The authors are grateful for funding provided through the NanoTEST Consortium, supported by the European Commission FP7 (Health-2007-2001.3-4, contract number 201335), and express thanks for the support of Maria Dusinska, Lucienne Juillerat, and Antonio Marcomini in their leadership roles within the NanoTEST Consortium. LC and MS acknowledge technical support from Sara Correia Carreira and also acknowledge that some of this work was carried out with the support of the Bristol Centre for Nanoscience and Quantum Information and the Wolfson Bioimaging Facility, University of Bristol.
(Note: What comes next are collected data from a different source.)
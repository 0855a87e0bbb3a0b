//! Validation layer: command tokens → a typed [`Request`] or a list of
//! [`ParamError`]s. Checks (non-empty symbol, positive price/amount) and
//! sigil stripping (`$` for limit prices, `@` for stop triggers) are done
//! once here rather than per order kind.

use crate::errors::ParamError;
use crate::orders::{Price, Side};

/// A fully-validated, typed command — everything the dispatcher needs to
/// call into the engine or quote service.
#[derive(Debug, Clone, PartialEq)]
pub enum Request {
    Place {
        symbol: String,
        side: Side,
        kind: PlaceKind,
        amount: u64,
    },
    View,
    Quote {
        symbol: String,
    },
    Quit,
}

#[derive(Debug, Clone, Copy, PartialEq)]
pub enum PlaceKind {
    Market,
    Limit(Price),
    StopLoss(Price),
}

type ValidationResult = Result<Request, Vec<ParamError>>;

/// Parses one whitespace-tokenized command line.
pub fn parse(line: &str) -> ValidationResult {
    let tokens: Vec<&str> = line.split_whitespace().collect();
    if tokens.is_empty() {
        return Err(vec![ParamError::new("command", "empty command")]);
    }

    match tokens[0] {
        "BUY" => parse_place(&tokens, Side::Buy),
        "SELL" => parse_place(&tokens, Side::Sell),
        "VIEW" => parse_view(&tokens),
        "QUOTE" => parse_quote(&tokens),
        "QUIT" => {
            if tokens.len() == 1 {
                Ok(Request::Quit)
            } else {
                Err(vec![ParamError::new("command", "QUIT takes no arguments")])
            }
        }
        other => Err(vec![ParamError::new(
            "command",
            format!("unknown command literal `{other}`"),
        )]),
    }
}

fn parse_place(tokens: &[&str], side: Side) -> ValidationResult {
    let Some(&symbol) = tokens.get(1) else {
        return Err(vec![ParamError::new("stock_name", "missing stock_name")]);
    };
    if symbol.is_empty() {
        return Err(vec![ParamError::new("stock_name", "stock_name is empty")]);
    }

    match tokens.get(2).copied() {
        Some("MKT") => {
            let mut errors = Vec::new();
            let amount = match tokens.get(3) {
                Some(a) => parse_amount(a, &mut errors),
                None => {
                    errors.push(ParamError::new("amount", "missing amount"));
                    None
                }
            };
            finish(errors, || Request::Place {
                symbol: symbol.to_string(),
                side,
                kind: PlaceKind::Market,
                amount: amount.unwrap_or(0),
            })
        }
        Some("LMT") => {
            let mut errors = Vec::new();
            let price = match tokens.get(3) {
                Some(p) => parse_price(strip_sigil(p, '$'), &mut errors),
                None => {
                    errors.push(ParamError::new("price", "missing price"));
                    None
                }
            };
            let amount = match tokens.get(4) {
                Some(a) => parse_amount(a, &mut errors),
                None => {
                    errors.push(ParamError::new("amount", "missing amount"));
                    None
                }
            };
            finish(errors, || Request::Place {
                symbol: symbol.to_string(),
                side,
                kind: PlaceKind::Limit(price.unwrap_or(Price::ZERO)),
                amount: amount.unwrap_or(0),
            })
        }
        Some("STOPLOSS") => {
            let mut errors = Vec::new();
            let trigger = match tokens.get(3) {
                Some(p) => parse_price(strip_sigil(p, '@'), &mut errors),
                None => {
                    errors.push(ParamError::new("price", "missing trigger price"));
                    None
                }
            };
            let amount = match tokens.get(4) {
                Some(a) => parse_amount(a, &mut errors),
                None => {
                    errors.push(ParamError::new("amount", "missing amount"));
                    None
                }
            };
            finish(errors, || Request::Place {
                symbol: symbol.to_string(),
                side,
                kind: PlaceKind::StopLoss(trigger.unwrap_or(Price::ZERO)),
                amount: amount.unwrap_or(0),
            })
        }
        Some(other) => Err(vec![ParamError::new(
            "command",
            format!("unknown order kind `{other}`"),
        )]),
        None => Err(vec![ParamError::new("command", "missing order kind")]),
    }
}

fn finish(errors: Vec<ParamError>, build: impl FnOnce() -> Request) -> ValidationResult {
    if errors.is_empty() {
        Ok(build())
    } else {
        Err(errors)
    }
}

/// Strips a single leading sigil (`$` for limit prices, `@` for stop
/// triggers).
fn strip_sigil(token: &str, sigil: char) -> &str {
    token.strip_prefix(sigil).unwrap_or(token)
}

fn parse_amount(token: &str, errors: &mut Vec<ParamError>) -> Option<u64> {
    match token.parse::<i64>() {
        Ok(n) if n > 0 => Some(n as u64),
        Ok(_) => {
            errors.push(ParamError::new("amount", "amount must be positive"));
            None
        }
        Err(_) => {
            errors.push(ParamError::new(
                "amount",
                format!("`{token}` is not a valid amount"),
            ));
            None
        }
    }
}

fn parse_price(token: &str, errors: &mut Vec<ParamError>) -> Option<Price> {
    match token.parse::<Price>() {
        Ok(p) if p.is_positive() => Some(p),
        Ok(_) => {
            errors.push(ParamError::new("price", "price must be positive"));
            None
        }
        Err(e) => {
            errors.push(ParamError::new("price", e));
            None
        }
    }
}

fn parse_view(tokens: &[&str]) -> ValidationResult {
    if tokens.len() == 2 && tokens[0] == "VIEW" && tokens[1] == "ORDERS" {
        Ok(Request::View)
    } else {
        Err(vec![ParamError::new("command", "must be VIEW ORDERS")])
    }
}

fn parse_quote(tokens: &[&str]) -> ValidationResult {
    match tokens.get(1) {
        Some(&symbol) if !symbol.is_empty() => Ok(Request::Quote {
            symbol: symbol.to_string(),
        }),
        _ => Err(vec![ParamError::new("stock_name", "stock_name not defined")]),
    }
}
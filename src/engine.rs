//! Matching engine: admission, the fill loop, print propagation and stop
//! promotion. This is the core of the crate.
//!
//! The print price for a fill always comes from [`print_price`], computed
//! once before either side of the trade is mutated, so there's no branch
//! where a stale or unset price could leak into a fill. `filled_amount` and
//! `total_amount` are separate integers rather than a formatted string, so
//! there's no denominator to reconstruct incorrectly on a partial fill.

use crate::errors::EngineError;
use crate::orders::{Order, OrderKind, OrderStatus, Price, Side, status_for};
use crate::store::{BookStore, PriceBound};
use crate::trade::Trade;
use tracing::{debug, trace};

/// The taker's price constraint, translated from a [`crate::validation::PlaceKind`]
/// into the bound [`BookStore::find_best_counterparty`] understands.
#[derive(Debug, Clone, Copy)]
enum TakerPrice {
    Market,
    Limit(Price),
}

/// Admits a validated order and, for MKT/LMT takers, runs the fill loop.
/// STOPLOSS orders are admitted and nothing else happens — they don't
/// trade until a print promotes them to LMT.
///
/// Returns the new order's id and every [`Trade`] the submission produced.
pub fn submit(
    store: &mut BookStore,
    symbol: &str,
    side: Side,
    kind: OrderKind,
    price: Option<Price>,
    amount: u64,
) -> Result<(u64, Vec<Trade>), EngineError> {
    let id = store.insert(symbol, side, kind, price, amount);
    debug!(order_id = id, symbol, ?side, ?kind, amount, "order admitted");

    if kind == OrderKind::StopLoss {
        return Ok((id, Vec::new()));
    }

    let taker_price = match (kind, price) {
        (OrderKind::Market, _) => TakerPrice::Market,
        (OrderKind::Limit, Some(p)) => TakerPrice::Limit(p),
        (OrderKind::Limit, None) => {
            return Err(EngineError::Internal(
                "LMT taker admitted without a price".into(),
            ));
        }
        (OrderKind::StopLoss, _) => unreachable!("handled above"),
    };

    let trades = fill_loop(store, id, side, taker_price)?;
    Ok((id, trades))
}

/// Repeatedly finds the best eligible counterparty and trades against it
/// until the taker is exhausted or none remain.
fn fill_loop(
    store: &mut BookStore,
    taker_id: u64,
    taker_side: Side,
    taker_price: TakerPrice,
) -> Result<Vec<Trade>, EngineError> {
    let mut trades = Vec::new();
    // Stops that this submission's prints triggered. Promoted stops become
    // eligible as counterparties on the next submission, not retroactively
    // on this one, so the `kind` flip to LMT is deferred until this loop
    // exits even though each print's trigger check happens immediately.
    let mut triggered_stops: Vec<u64> = Vec::new();
    let symbol = store
        .get(taker_id)
        .ok_or(EngineError::OrderNotFound(taker_id))?
        .symbol
        .clone();

    loop {
        let taker = store
            .get(taker_id)
            .ok_or(EngineError::OrderNotFound(taker_id))?;
        if taker.residual() == 0 {
            break;
        }

        let bound = match taker_price {
            TakerPrice::Market => PriceBound::Unbounded,
            TakerPrice::Limit(limit) => match taker_side {
                Side::Buy => PriceBound::Le(limit),
                Side::Sell => PriceBound::Ge(limit),
            },
        };

        let Some(cp_id) = store.find_best_counterparty(&symbol, taker_side.opposite(), bound)
        else {
            break;
        };

        let cp = store.get(cp_id).ok_or(EngineError::OrderNotFound(cp_id))?;
        let taker = store
            .get(taker_id)
            .ok_or(EngineError::OrderNotFound(taker_id))?;

        let Some(print_price) = print_price(taker_price, cp, store.last_print(&symbol)) else {
            // Both taker and counterparty are unpriced MKT orders: defer
            // rather than reject, leaving the taker resting unpriced.
            trace!(%symbol, "no priced counterparty available, deferring");
            break;
        };

        let traded = taker.residual().min(cp.residual());

        store.update(taker_id, |o| {
            o.filled_amount += traded;
            o.status = status_for(o.filled_amount, o.total_amount);
            if o.kind == OrderKind::Market && o.price.is_none() {
                o.price = Some(print_price);
            }
        })?;
        store.update(cp_id, |o| {
            o.filled_amount += traded;
            o.status = status_for(o.filled_amount, o.total_amount);
            if o.price.is_none() {
                o.price = Some(print_price);
            }
        })?;

        let trade = store.record_trade(&symbol, print_price, traded, cp_id, taker_id);
        trades.push(trade);
        debug!(%symbol, price = %print_price, traded, maker = cp_id, taker = taker_id, "fill");

        propagate_print(store, &symbol, taker_side.opposite(), print_price);
        collect_triggered_stops(store, &symbol, print_price, &mut triggered_stops);
    }

    for id in triggered_stops {
        store.update(id, |o| o.kind = OrderKind::Limit)?;
    }

    Ok(trades)
}

/// Determines the print price for a fill between the taker and `cp`.
///
/// - Both priced: the resting order's price wins (price-time priority
///   favors the maker).
/// - `cp` unpriced, taker is LMT: the taker's limit prices the trade.
/// - `cp` unpriced, taker is MKT: the pair can't price itself; fall back to
///   the symbol's last print if one exists, otherwise `None` (defer).
fn print_price(taker_price: TakerPrice, cp: &Order, last_print: Option<Price>) -> Option<Price> {
    match (cp.price, taker_price) {
        (Some(cp_price), _) => Some(cp_price),
        (None, TakerPrice::Limit(limit)) => Some(limit),
        (None, TakerPrice::Market) => last_print,
    }
}

/// Every resting, still-unpriced MKT order on `side` adopts the print
/// price.
fn propagate_print(store: &mut BookStore, symbol: &str, side: Side, print: Price) {
    for id in store.scan_resting_market(symbol, side) {
        let _ = store.update(id, |o| {
            if o.price.is_none() {
                o.price = Some(print);
            }
        });
    }
}

/// Every resting STOPLOSS order on both sides is re-evaluated against the
/// print. A BUY stop with trigger T promotes iff `print >= T`; a SELL stop
/// promotes iff `print <= T`. This only records the ids that should
/// promote — the caller applies the `kind` flip after the fill loop exits,
/// so promotion never feeds back into the same submission's counterparty
/// search.
fn collect_triggered_stops(store: &BookStore, symbol: &str, print: Price, out: &mut Vec<u64>) {
    for id in store.scan_stops(symbol, Side::Buy) {
        if let Some(order) = store.get(id) {
            let trigger = order.price.expect("stoploss orders are always priced");
            if print >= trigger && !out.contains(&id) {
                out.push(id);
            }
        }
    }
    for id in store.scan_stops(symbol, Side::Sell) {
        if let Some(order) = store.get(id) {
            let trigger = order.price.expect("stoploss orders are always priced");
            if print <= trigger && !out.contains(&id) {
                out.push(id);
            }
        }
    }
}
ER is supported by a research career development award (K12HD052023: Building Interdisciplinary Research Careers in Women’s Health Program, BIRCWH) from the National Institute of Allergy and Infectious Diseases (NIAID), the Eunice Kennedy Shriver National Institute of Child Health and Human Development (NICHD), and the Office of the Director (OD), National Institutes of Health. The content is solely the responsibility of the authors and does not necessarily represent the official views of the NIAID, NICHD, OD, or the National Institutes of Health.

Disclosure

The authors report no conflicts of interest in this work.